Quantitative proteomic analysis of synovial tissue from rats with collagen-induced arthritis

Abstract

Rheumatoid arthritis (RA) is a systemic autoimmune disease characterized by synovial inflammation and hyperplasia. The complexity of pathway networks within RA has not been well defined. To discover the pathway networks that were involved in RA pathological process and investigate the pathogenesis of RA, iTRAQ-based quantitative proteomics was used in a collagen-induced arthritis (CIA) model at days 28 and 42 of RA. The data were analyzed using Ingenuity pathway analysis (IPA) software. 69 proteins were repeatedly identified at both time points (days 28 and 42) in the CIA model. 5 proteins (MMP3, APOE, ASPN, LIFR, SERBP1) showed progressive changes in expression.
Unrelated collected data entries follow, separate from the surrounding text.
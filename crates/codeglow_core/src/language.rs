//! Language input classification and resolution.

use crate::constants::{PLAINTEXT, PLAINTEXT_MARKERS};
use serde::{Deserialize, Serialize};
use serde_json::Value;
use std::collections::BTreeMap;
use std::sync::Arc;

/// Caller-supplied alias table: user-facing token to engine language id.
pub type AliasTable = BTreeMap<String, String>;

/// Inline grammar supplied by the caller instead of a bundled language.
///
/// `definition` is a sublime-syntax YAML document; the engine compiles it
/// when the grammar is first loaded.
#[derive(Debug, Clone, PartialEq, Eq, Serialize, Deserialize)]
#[serde(rename_all = "camelCase")]
pub struct CustomGrammar {
    pub name: String,
    #[serde(default)]
    pub scope_name: String,
    #[serde(default)]
    pub file_types: Vec<String>,
    #[serde(default)]
    pub aliases: Vec<String>,
    pub definition: String,
}

impl CustomGrammar {
    /// Whether `token` names this grammar by name, scope, alias or file type.
    ///
    /// Comparison is case-insensitive; the scope matches either in full or by
    /// its final dot-separated segment (`source.mylang` matches `mylang`).
    pub fn matches(&self, token: &str) -> bool {
        let token = token.trim();
        if token.is_empty() {
            return false;
        }
        if self.name.eq_ignore_ascii_case(token) {
            return true;
        }
        if !self.scope_name.is_empty() {
            if self.scope_name.eq_ignore_ascii_case(token) {
                return true;
            }
            let last_segment = self.scope_name.rsplit('.').next().unwrap_or_default();
            if last_segment.eq_ignore_ascii_case(token) {
                return true;
            }
        }
        self.aliases
            .iter()
            .chain(self.file_types.iter())
            .any(|candidate| candidate.eq_ignore_ascii_case(token))
    }
}

/// Language requested by the caller.
#[derive(Debug, Clone, PartialEq, Eq)]
pub enum LanguageInput {
    /// Bundled id, plaintext marker, alias, or a custom grammar's name.
    Name(String),
    /// Inline grammar definition.
    Grammar(Arc<CustomGrammar>),
}

impl From<&str> for LanguageInput {
    fn from(value: &str) -> Self {
        Self::Name(value.to_string())
    }
}

impl From<String> for LanguageInput {
    fn from(value: String) -> Self {
        Self::Name(value)
    }
}

impl From<CustomGrammar> for LanguageInput {
    fn from(value: CustomGrammar) -> Self {
        Self::Grammar(Arc::new(value))
    }
}

impl LanguageInput {
    /// Classify an untyped JSON language value.
    ///
    /// Strings become [`LanguageInput::Name`]. Objects that deserialize as a
    /// [`CustomGrammar`] become [`LanguageInput::Grammar`]. Everything else
    /// becomes an empty name, which resolves to plaintext.
    pub fn from_json(value: &Value) -> Self {
        match value {
            Value::String(name) => Self::Name(name.clone()),
            Value::Object(_) => serde_json::from_value::<CustomGrammar>(value.clone())
                .map(|grammar| Self::Grammar(Arc::new(grammar)))
                .unwrap_or_else(|_| Self::Name(String::new())),
            _ => Self::Name(String::new()),
        }
    }
}

/// What the engine must load before tokenizing.
#[derive(Debug, Clone, PartialEq, Eq)]
pub enum LoadPayload {
    Bundled(String),
    Custom(Arc<CustomGrammar>),
    None,
}

/// Outcome of resolving a [`LanguageInput`].
#[derive(Debug, Clone, PartialEq, Eq)]
pub struct LanguageResolution {
    /// Id the engine tokenizes with.
    pub language_id: String,
    /// Label for display; keeps what the user typed.
    pub display_language_id: Option<String>,
    pub load_payload: LoadPayload,
}

impl LanguageResolution {
    fn plaintext(display: Option<String>) -> Self {
        Self {
            language_id: PLAINTEXT.to_string(),
            display_language_id: display,
            load_payload: LoadPayload::None,
        }
    }
}

/// Whether `id` is one of the plaintext markers.
pub fn is_plaintext(id: &str) -> bool {
    let id = id.trim();
    PLAINTEXT_MARKERS
        .iter()
        .any(|marker| marker.eq_ignore_ascii_case(id))
}

/// Resolve a language input to engine-facing and display ids.
///
/// Never fails: anything unresolvable is passed through for the engine layer
/// to replace with plaintext.
///
/// # Arguments
/// - `language`: Requested language, if any.
/// - `custom_languages`: Inline grammars the caller registered.
/// - `aliases`: Alias table applied after custom grammar matching.
///
/// # Returns
/// A usable [`LanguageResolution`].
pub fn resolve_language(
    language: Option<&LanguageInput>,
    custom_languages: &[Arc<CustomGrammar>],
    aliases: &AliasTable,
) -> LanguageResolution {
    let name = match language {
        None => return LanguageResolution::plaintext(None),
        Some(LanguageInput::Grammar(grammar)) => {
            return LanguageResolution {
                language_id: grammar.name.clone(),
                display_language_id: Some(grammar.name.clone()),
                load_payload: LoadPayload::Custom(grammar.clone()),
            };
        }
        Some(LanguageInput::Name(name)) => name,
    };

    let trimmed = name.trim();
    if trimmed.is_empty() {
        return LanguageResolution::plaintext(None);
    }

    if let Some(grammar) = custom_languages
        .iter()
        .find(|grammar| grammar.matches(trimmed))
    {
        return LanguageResolution {
            language_id: grammar.name.clone(),
            display_language_id: Some(name.clone()),
            load_payload: LoadPayload::Custom(grammar.clone()),
        };
    }

    if let Some(target) = aliases.get(name).or_else(|| aliases.get(trimmed)) {
        return LanguageResolution {
            language_id: target.clone(),
            display_language_id: Some(name.clone()),
            load_payload: LoadPayload::Bundled(target.clone()),
        };
    }

    if is_plaintext(trimmed) {
        return LanguageResolution::plaintext(Some(name.clone()));
    }

    LanguageResolution {
        language_id: name.clone(),
        display_language_id: Some(name.clone()),
        load_payload: LoadPayload::Bundled(name.clone()),
    }
}
impl SyntectEngine {
    /// Build an engine over `syntaxes` with `themes` keyed by id.
    ///
    /// # Arguments
    /// - `syntaxes`: Grammar set, shared with other engines until a custom
    ///   grammar is loaded.
    /// - `themes`: Theme id to theme.
    /// - `allowed`: Syntax names this engine exposes, or `None` for all.
    pub fn new(
        syntaxes: Arc<SyntaxSet>,
        themes: BTreeMap<String, Theme>,
        allowed: Option<BTreeSet<String>>,
    ) -> Self {
        let themes = themes
            .into_iter()
            .map(|(id, theme)| {
                let kind = luminance_kind(theme.settings.background);
                (
                    id,
                    LoadedTheme {
                        theme: Arc::new(theme),
                        kind,
                    },
                )
            })
            .collect();
        Self {
            base: syntaxes.clone(),
            syntaxes: RwLock::new(syntaxes),
            custom: RwLock::new(CustomSyntaxes::default()),
            themes: RwLock::new(themes),
            allowed,
        }
    }

    pub fn theme_ids(&self) -> Vec<String> {
        self.themes
            .read()
            .map(|themes| themes.keys().cloned().collect())
            .unwrap_or_default()
    }

    fn syntax_set(&self) -> Result<Arc<SyntaxSet>, HighlightError> {
        self.syntaxes
            .read()
            .map(|set| set.clone())
            .map_err(|_| HighlightError::Poisoned)
    }

    fn theme(&self, id: &str) -> Result<Arc<Theme>, HighlightError> {
        self.themes
            .read()
            .map_err(|_| HighlightError::Poisoned)?
            .get(id)
            .map(|loaded| loaded.theme.clone())
            .ok_or_else(|| HighlightError::ThemeNotFound(id.to_string()))
    }

    fn find_syntax<'a>(&self, ps: &'a SyntaxSet, id: &str) -> Option<&'a SyntaxReference> {
        let key = id.trim().to_ascii_lowercase();
        let custom = self
            .custom
            .read()
            .ok()
            .and_then(|custom| custom.aliases.get(&key).cloned());
        if let Some(name) = custom {
            return ps.find_syntax_by_name(&name);
        }
        resolve_syntax(ps, id).filter(|syntax| self.is_allowed(&syntax.name))
    }

    fn is_allowed(&self, syntax_name: &str) -> bool {
        self.allowed
            .as_ref()
            .map_or(true, |allowed| allowed.contains(syntax_name))
    }
}

/// Adjacent byte ranges of one line that share a style per theme.
fn styled_segments(
    state: &mut ParseState,
    stack: &mut ScopeStack,
    ps: &SyntaxSet,
    line: &str,
    highlighters: &[Highlighter<'_>],
) -> Result<Vec<(usize, usize, Vec<Style>)>, HighlightError> {
    let text = format!("{line}\n");
    let ops = state
        .parse_line(&text, ps)
        .map_err(|err| HighlightError::Tokenize(err.to_string()))?;

    let mut segments: Vec<(usize, usize, Vec<Style>)> = Vec::new();
    let mut push = |start: usize, end: usize, stack: &ScopeStack| {
        if start >= end {
            return;
        }
        let styles: Vec<Style> = highlighters
            .iter()
            .map(|highlighter| highlighter.style_for_stack(stack.as_slice()))
            .collect();
        match segments.last_mut() {
            Some(last) if last.1 == start && last.2 == styles => last.1 = end,
            _ => segments.push((start, end, styles)),
        }
    };

    let mut cursor = 0;
    for (position, op) in ops {
        let position = position.min(line.len());
        push(cursor, position, stack);
        cursor = cursor.max(position);
        stack
            .apply(&op)
            .map_err(|err| HighlightError::Tokenize(format!("{err:?}")))?;
    }
    push(cursor, line.len(), stack);
    Ok(segments)
}

fn font_style(style: highlighting::FontStyle) -> FontStyle {
    FontStyle {
        italic: style.contains(highlighting::FontStyle::ITALIC),
        bold: style.contains(highlighting::FontStyle::BOLD),
        underline: style.contains(highlighting::FontStyle::UNDERLINE),
    }
}

/// Default foreground and background per theme, as hex.
struct ThemeDefaults {
    fg: String,
    bg: String,
    bg_color: highlighting::Color,
}

impl ThemeDefaults {
    fn of(highlighter: &Highlighter<'_>) -> Self {
        let style = highlighter.get_default();
        Self {
            fg: color_hex(style.foreground),
            bg: color_hex(style.background),
            bg_color: style.background,
        }
    }
}

fn styled_token(
    content: &str,
    offset: usize,
    styles: &[Style],
    defaults: &[ThemeDefaults],
    selection: &ThemeSelection,
) -> ThemedToken {
    let mut token = ThemedToken::plain(content, offset);
    match selection {
        ThemeSelection::Single(_) => {
            let (Some(style), Some(defaults)) = (styles.first(), defaults.first()) else {
                return token;
            };
            token.color = Some(color_hex(style.foreground));
            if style.background != defaults.bg_color {
                token.bg_color = Some(color_hex(style.background));
            }
            token.font_style = font_style(style.font_style);
        }
        ThemeSelection::Multi {
            variants,
            css_variable_prefix,
            ..
        } => {
            let default_index = selection.default_variant_index();
            let font_index = default_index.unwrap_or(0);
            for (index, ((variant, _), style)) in variants.iter().zip(styles).enumerate() {
                let color = color_hex(style.foreground);
                if Some(index) == default_index {
                    token.color = Some(color.clone());
                    token.html_style.push(("color".to_string(), color));
                } else {
                    token
                        .html_style
                        .push((format!("{css_variable_prefix}{variant}"), color));
                }
            }
            if let Some(style) = styles.get(font_index) {
                token.font_style = font_style(style.font_style);
                token.html_style.extend(
                    token
                        .font_style
                        .css()
                        .into_iter()
                        .map(|(name, value)| (name.to_string(), value.to_string())),
                );
            }
        }
    }
    token
}

fn plain_line(line: &str, offset: usize) -> Vec<ThemedToken> {
    if line.is_empty() {
        Vec::new()
    } else {
        vec![ThemedToken::plain(line, offset)]
    }
}
//! Shared cache of constructed engine instances.
//!
//! Construction is keyed by provisioning configuration. Concurrent lookups for
//! one key wait on the same in-flight construction; a failed construction is
//! not cached so the next lookup tries again.

use crate::engine::HighlightEngine;
use crate::error::HighlightError;
use std::collections::HashMap;
use std::future::Future;
use std::sync::{Arc, Mutex, MutexGuard, OnceLock};
use tokio::sync::OnceCell;

type EngineCell = Arc<OnceCell<Arc<dyn HighlightEngine>>>;

/// Get-or-create cache for engine instances.
#[derive(Default)]
pub struct EngineRegistry {
    entries: Mutex<HashMap<String, EngineCell>>,
}

impl EngineRegistry {
    pub fn new() -> Self {
        Self::default()
    }

    /// Process-wide registry used by the bundled entry points.
    pub fn global() -> Arc<EngineRegistry> {
        static GLOBAL: OnceLock<Arc<EngineRegistry>> = OnceLock::new();
        GLOBAL.get_or_init(|| Arc::new(EngineRegistry::new())).clone()
    }

    fn entries(&self) -> Result<MutexGuard<'_, HashMap<String, EngineCell>>, HighlightError> {
        self.entries.lock().map_err(|_| HighlightError::Poisoned)
    }

    /// Return the engine cached under `key`, constructing it with `init` if needed.
    ///
    /// # Arguments
    /// - `key`: Deterministic provisioning key.
    /// - `init`: Construction future; only awaited by the first caller.
    ///
    /// # Returns
    /// The shared engine for `key`.
    ///
    /// # Errors
    /// Propagates the construction error; the slot stays empty so later calls
    /// retry. Returns [`HighlightError::Poisoned`] when registry state is poisoned.
    pub async fn get_or_try_init<F, Fut>(
        &self,
        key: &str,
        init: F,
    ) -> Result<Arc<dyn HighlightEngine>, HighlightError>
    where
        F: FnOnce() -> Fut,
        Fut: Future<Output = Result<Arc<dyn HighlightEngine>, HighlightError>>,
    {
        let cell = self.entries()?.entry(key.to_string()).or_default().clone();
        let engine = cell.get_or_try_init(init).await?;
        Ok(engine.clone())
    }

    /// Already constructed engine for `key`, without constructing.
    pub fn get(&self, key: &str) -> Option<Arc<dyn HighlightEngine>> {
        self.entries()
            .ok()?
            .get(key)
            .and_then(|cell| cell.get().cloned())
    }

    /// Drop the cached engine for `key`; in-flight holders keep their `Arc`.
    ///
    /// # Returns
    /// `true` when an entry was removed.
    pub fn dispose(&self, key: &str) -> bool {
        self.entries()
            .map(|mut entries| entries.remove(key).is_some())
            .unwrap_or(false)
    }

    pub fn clear(&self) {
        if let Ok(mut entries) = self.entries() {
            entries.clear();
        }
    }

    /// Number of keys with a constructed or in-flight engine.
    pub fn len(&self) -> usize {
        self.entries().map(|entries| entries.len()).unwrap_or(0)
    }

    pub fn is_empty(&self) -> bool {
        self.len() == 0
    }
}

impl std::fmt::Debug for EngineRegistry {
    fn fmt(&self, f: &mut std::fmt::Formatter<'_>) -> std::fmt::Result {
        f.debug_struct("EngineRegistry")
            .field("len", &self.len())
            .finish()
    }
}
//! Inline-code tagging for rendered markdown trees.

use crate::hast::{Element, Node, Root};

/// Mark every `<code>` not directly inside a `<pre>` with `inline="true"`.
pub fn tag_inline_code(root: &mut Root) {
    for child in &mut root.children {
        if let Node::Element(element) = child {
            tag_element(element, false);
        }
    }
}

fn tag_element(element: &mut Element, parent_is_pre: bool) {
    if element.tag == "code" && !parent_is_pre {
        element.set_property("inline", "true");
    }
    let is_pre = element.tag == "pre";
    for child in element.child_elements_mut() {
        tag_element(child, is_pre);
    }
}

/// Whether a code element renders inline: its text has no line break.
pub fn is_inline_code(element: &Element) -> bool {
    !element.text_content().contains('\n')
}

#[cfg(test)]
mod tests {
    use super::*;

    fn code(text: &str) -> Element {
        let mut code = Element::new("code");
        code.children.push(Node::Text(text.to_string()));
        code
    }

    #[test]
    fn only_code_outside_pre_is_tagged() {
        let mut pre = Element::new("pre");
        pre.children.push(Node::Element(code("fn main() {}\n")));
        let mut paragraph = Element::new("p");
        paragraph.children.push(Node::Text("call ".to_string()));
        paragraph.children.push(Node::Element(code("main()")));
        let mut root = Root {
            children: vec![Node::Element(pre), Node::Element(paragraph)],
        };

        tag_inline_code(&mut root);

        let tagged = root.find_all(|element| element.property("inline") == Some("true"));
        assert_eq!(tagged.len(), 1);
        assert_eq!(tagged[0].text_content(), "main()");
        let block = root
            .find_all(|element| element.tag == "code" && element.property("inline").is_none());
        assert_eq!(block.len(), 1);
    }

    #[test]
    fn line_breaks_decide_inline_rendering() {
        assert!(is_inline_code(&code("let x = 1;")));
        assert!(!is_inline_code(&code("let x = 1;\nlet y = 2;")));
        let mut nested = Element::new("code");
        let mut span = Element::new("span");
        span.children.push(Node::Text("a\nb".to_string()));
        nested.children.push(Node::Element(span));
        assert!(!is_inline_code(&nested));
    }
}
//! Token post-processing and token-to-tree rendering shared by engines.

use crate::engine::{
    Decoration, MergeWhitespaces, Structure, ThemeSelection, ThemedToken, TokenLines,
    TokenizeOptions, TokensResult, Transformer,
};
use crate::hast::{Element, Node, Root};
use std::sync::Arc;

/// Run every transformer's `tokens` hook in order.
pub fn apply_token_hooks(lines: &mut TokenLines, transformers: &[Arc<dyn Transformer>]) {
    for transformer in transformers {
        transformer.tokens(lines);
    }
}

/// Normalize whitespace-only tokens according to `mode`.
pub fn merge_whitespace_tokens(lines: &mut TokenLines, mode: MergeWhitespaces) {
    match mode {
        MergeWhitespaces::Keep => {}
        MergeWhitespaces::Merge => {
            for line in lines.iter_mut() {
                *line = merge_line(std::mem::take(line));
            }
        }
        MergeWhitespaces::Never => {
            for line in lines.iter_mut() {
                *line = split_line(std::mem::take(line));
            }
        }
    }
}

fn is_blank(token: &ThemedToken) -> bool {
    !token.content.is_empty() && token.content.chars().all(char::is_whitespace)
}

fn merge_line(line: Vec<ThemedToken>) -> Vec<ThemedToken> {
    let mut merged: Vec<ThemedToken> = Vec::with_capacity(line.len());
    let mut carry: Option<ThemedToken> = None;
    for mut token in line {
        if is_blank(&token) && !token.font_style.underline {
            match carry.as_mut() {
                Some(pending) => pending.content.push_str(&token.content),
                None => carry = Some(token),
            }
            continue;
        }
        if let Some(pending) = carry.take() {
            token.content.insert_str(0, &pending.content);
            token.offset = pending.offset;
        }
        merged.push(token);
    }
    if let Some(pending) = carry {
        match merged.last_mut() {
            Some(last) => last.content.push_str(&pending.content),
            None => merged.push(pending),
        }
    }
    merged
}

fn split_line(line: Vec<ThemedToken>) -> Vec<ThemedToken> {
    let mut out = Vec::with_capacity(line.len());
    for token in line {
        if is_blank(&token) {
            out.push(token);
            continue;
        }
        let content = token.content.as_str();
        let trimmed_start = content.trim_start();
        let lead = content.len() - trimmed_start.len();
        let body = trimmed_start.trim_end();
        let trail = trimmed_start.len() - body.len();
        if lead == 0 && trail == 0 {
            out.push(token);
            continue;
        }
        let piece = |text: &str, at: usize| ThemedToken {
            content: text.to_string(),
            offset: token.offset + at,
            ..token.clone()
        };
        if lead > 0 {
            out.push(piece(&content[..lead], 0));
        }
        out.push(piece(body, lead));
        if trail > 0 {
            out.push(piece(&content[lead + body.len()..], lead + body.len()));
        }
    }
    out
}

/// Build the HTML tree for a token result and run transformer hooks.
///
/// # Arguments
/// - `result`: Tokens plus root colors from the engine.
/// - `options`: The tokenize options (theme, structure, decorations, transformers).
///
/// # Returns
/// Root whose text content equals the tokenized source.
pub fn tokens_to_tree(result: &TokensResult, options: &TokenizeOptions) -> Root {
    let lines = decorate(&result.tokens, &options.decorations);
    let transformers = &options.transformers;

    let mut root = Root::default();
    match options.structure {
        Structure::Inline => {
            for (idx, line) in lines.iter().enumerate() {
                if idx > 0 {
                    root.children.push(Node::Element(Element::new("br")));
                }
                for (column, (token, decorations)) in line.iter().enumerate() {
                    let span = token_span(token, decorations, transformers, idx + 1, column);
                    root.children.push(Node::Element(span));
                }
            }
        }
        Structure::Classic => {
            let mut code = Element::new("code");
            for (idx, line) in lines.iter().enumerate() {
                if idx > 0 {
                    code.children.push(Node::Text("\n".to_string()));
                }
                let mut line_el = Element::new("span");
                line_el.add_class("line");
                for (column, (token, decorations)) in line.iter().enumerate() {
                    let span = token_span(token, decorations, transformers, idx + 1, column);
                    line_el.children.push(Node::Element(span));
                }
                for transformer in transformers {
                    transformer.line(&mut line_el, idx + 1);
                }
                code.children.push(Node::Element(line_el));
            }
            for transformer in transformers {
                transformer.code(&mut code);
            }

            let mut pre = Element::new("pre");
            pre.set_property("class", pre_class(&options.theme));
            let root_style = result
                .root_style
                .clone()
                .unwrap_or_else(|| format!("background-color:{};color:{}", result.bg, result.fg));
            pre.set_property("style", root_style);
            pre.set_property("tabindex", "0");
            pre.children.push(Node::Element(code));
            for transformer in transformers {
                transformer.pre(&mut pre);
            }
            root.children.push(Node::Element(pre));
        }
    }

    for transformer in transformers {
        transformer.root(&mut root);
    }
    root
}

fn class_token(name: &str) -> String {
    name.split_whitespace().collect::<Vec<_>>().join("-")
}

fn pre_class(theme: &ThemeSelection) -> String {
    match theme {
        ThemeSelection::Single(id) => format!("shiki {}", class_token(id)),
        ThemeSelection::Multi { variants, .. } => {
            let names: Vec<String> = variants.iter().map(|(_, id)| class_token(id)).collect();
            format!("shiki shiki-themes {}", names.join(" "))
        }
    }
}

fn token_span(
    token: &ThemedToken,
    decorations: &[&Decoration],
    transformers: &[Arc<dyn Transformer>],
    line: usize,
    column: usize,
) -> Element {
    let mut span = Element::new("span");
    if let Some(style) = token.style() {
        span.set_property("style", style);
    }
    for decoration in decorations {
        if let Some(class) = &decoration.class {
            for class in class.split_whitespace() {
                span.add_class(class);
            }
        }
        for (name, value) in &decoration.properties {
            span.set_property(name, value.clone());
        }
    }
    span.children.push(Node::Text(token.content.clone()));
    for transformer in transformers {
        transformer.span(&mut span, line, column);
    }
    span
}

type DecoratedLine<'a> = Vec<(ThemedToken, Vec<&'a Decoration>)>;

/// Split tokens at decoration boundaries and attach covering decorations.
///
/// Decorations that end before they start, or that start past the last line,
/// are ignored.
fn decorate<'a>(lines: &TokenLines, decorations: &'a [Decoration]) -> Vec<DecoratedLine<'a>> {
    let valid: Vec<&Decoration> = decorations
        .iter()
        .filter(|decoration| {
            decoration.start <= decoration.end && decoration.start.line < lines.len()
        })
        .collect();

    lines
        .iter()
        .enumerate()
        .map(|(line_idx, tokens)| {
            let line_len: usize = tokens.iter().map(|token| token.content.len()).sum();
            let spans: Vec<(usize, usize, &Decoration)> = valid
                .iter()
                .filter(|d| d.start.line <= line_idx && d.end.line >= line_idx)
                .map(|d| {
                    let start = if d.start.line == line_idx { d.start.character } else { 0 };
                    let end = if d.end.line == line_idx { d.end.character } else { line_len };
                    (start.min(line_len), end.min(line_len), *d)
                })
                .filter(|(start, end, _)| start < end)
                .collect();
            if spans.is_empty() {
                return tokens
                    .iter()
                    .map(|token| (token.clone(), Vec::new()))
                    .collect::<DecoratedLine<'a>>();
            }

            let mut out: DecoratedLine<'a> = Vec::with_capacity(tokens.len() + spans.len() * 2);
            let mut column = 0usize;
            for token in tokens {
                let token_start = column;
                let token_end = column + token.content.len();
                let mut cuts: Vec<usize> = spans
                    .iter()
                    .flat_map(|(start, end, _)| [*start, *end])
                    .filter(|cut| *cut > token_start && *cut < token_end)
                    .map(|cut| cut - token_start)
                    .filter(|cut| token.content.is_char_boundary(*cut))
                    .collect();
                cuts.sort_unstable();
                cuts.dedup();

                let mut piece_start = 0usize;
                for piece_end in cuts.into_iter().chain(std::iter::once(token.content.len())) {
                    let abs_start = token_start + piece_start;
                    let abs_end = token_start + piece_end;
                    let covering: Vec<&'a Decoration> = spans
                        .iter()
                        .filter(|(start, end, _)| *start <= abs_start && abs_end <= *end)
                        .map(|(_, _, decoration)| *decoration)
                        .collect();
                    out.push((
                        ThemedToken {
                            content: token.content[piece_start..piece_end].to_string(),
                            offset: token.offset + piece_start,
                            ..token.clone()
                        },
                        covering,
                    ));
                    piece_start = piece_end;
                }
                column = token_end;
            }
            out
        })
        .collect()
}
//! Bundled syntect grammar and theme sets.

use std::sync::{Arc, OnceLock};
use syntect::highlighting::ThemeSet;
use syntect::parsing::SyntaxSet;

/// Default syntect sets, loaded once per process.
pub struct SyntectSettings {
    pub ps: Arc<SyntaxSet>,
    pub ts: ThemeSet,
}

impl Default for SyntectSettings {
    fn default() -> Self {
        Self {
            ps: Arc::new(SyntaxSet::load_defaults_newlines()),
            ts: ThemeSet::load_defaults(),
        }
    }
}

impl SyntectSettings {
    /// Process-wide instance; loading the dumps is the expensive part of
    /// provisioning.
    pub fn shared() -> &'static SyntectSettings {
        static SHARED: OnceLock<SyntectSettings> = OnceLock::new();
        SHARED.get_or_init(SyntectSettings::default)
    }
}

impl std::fmt::Debug for SyntectSettings {
    fn fmt(&self, f: &mut std::fmt::Formatter<'_>) -> std::fmt::Result {
        f.debug_struct("SyntectSettings")
            .field("syntaxes", &self.ps.syntaxes().len())
            .field("themes", &self.ts.themes.len())
            .finish()
    }
}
IPA revealed 14 proteins involved in connective tissue disorders. ACLY, A1BG, CA3, FTH1, and FTL have been found associated with “rheumatic disease” and “arthritis” in CIA model for the first time. LXR/RXR activation in CIA model was first discovered in IPA pathway analysis. Network analysis revealed several focus proteins in the four significant networks. The progressively changed proteins, MMP3, APOE and ASPN, LIFR, SERBP1, may be correlated with RA disease severity and confirmed by WB and IHC. The findings will provide a new range for elucidation of the pathogenesis of RA in the near future.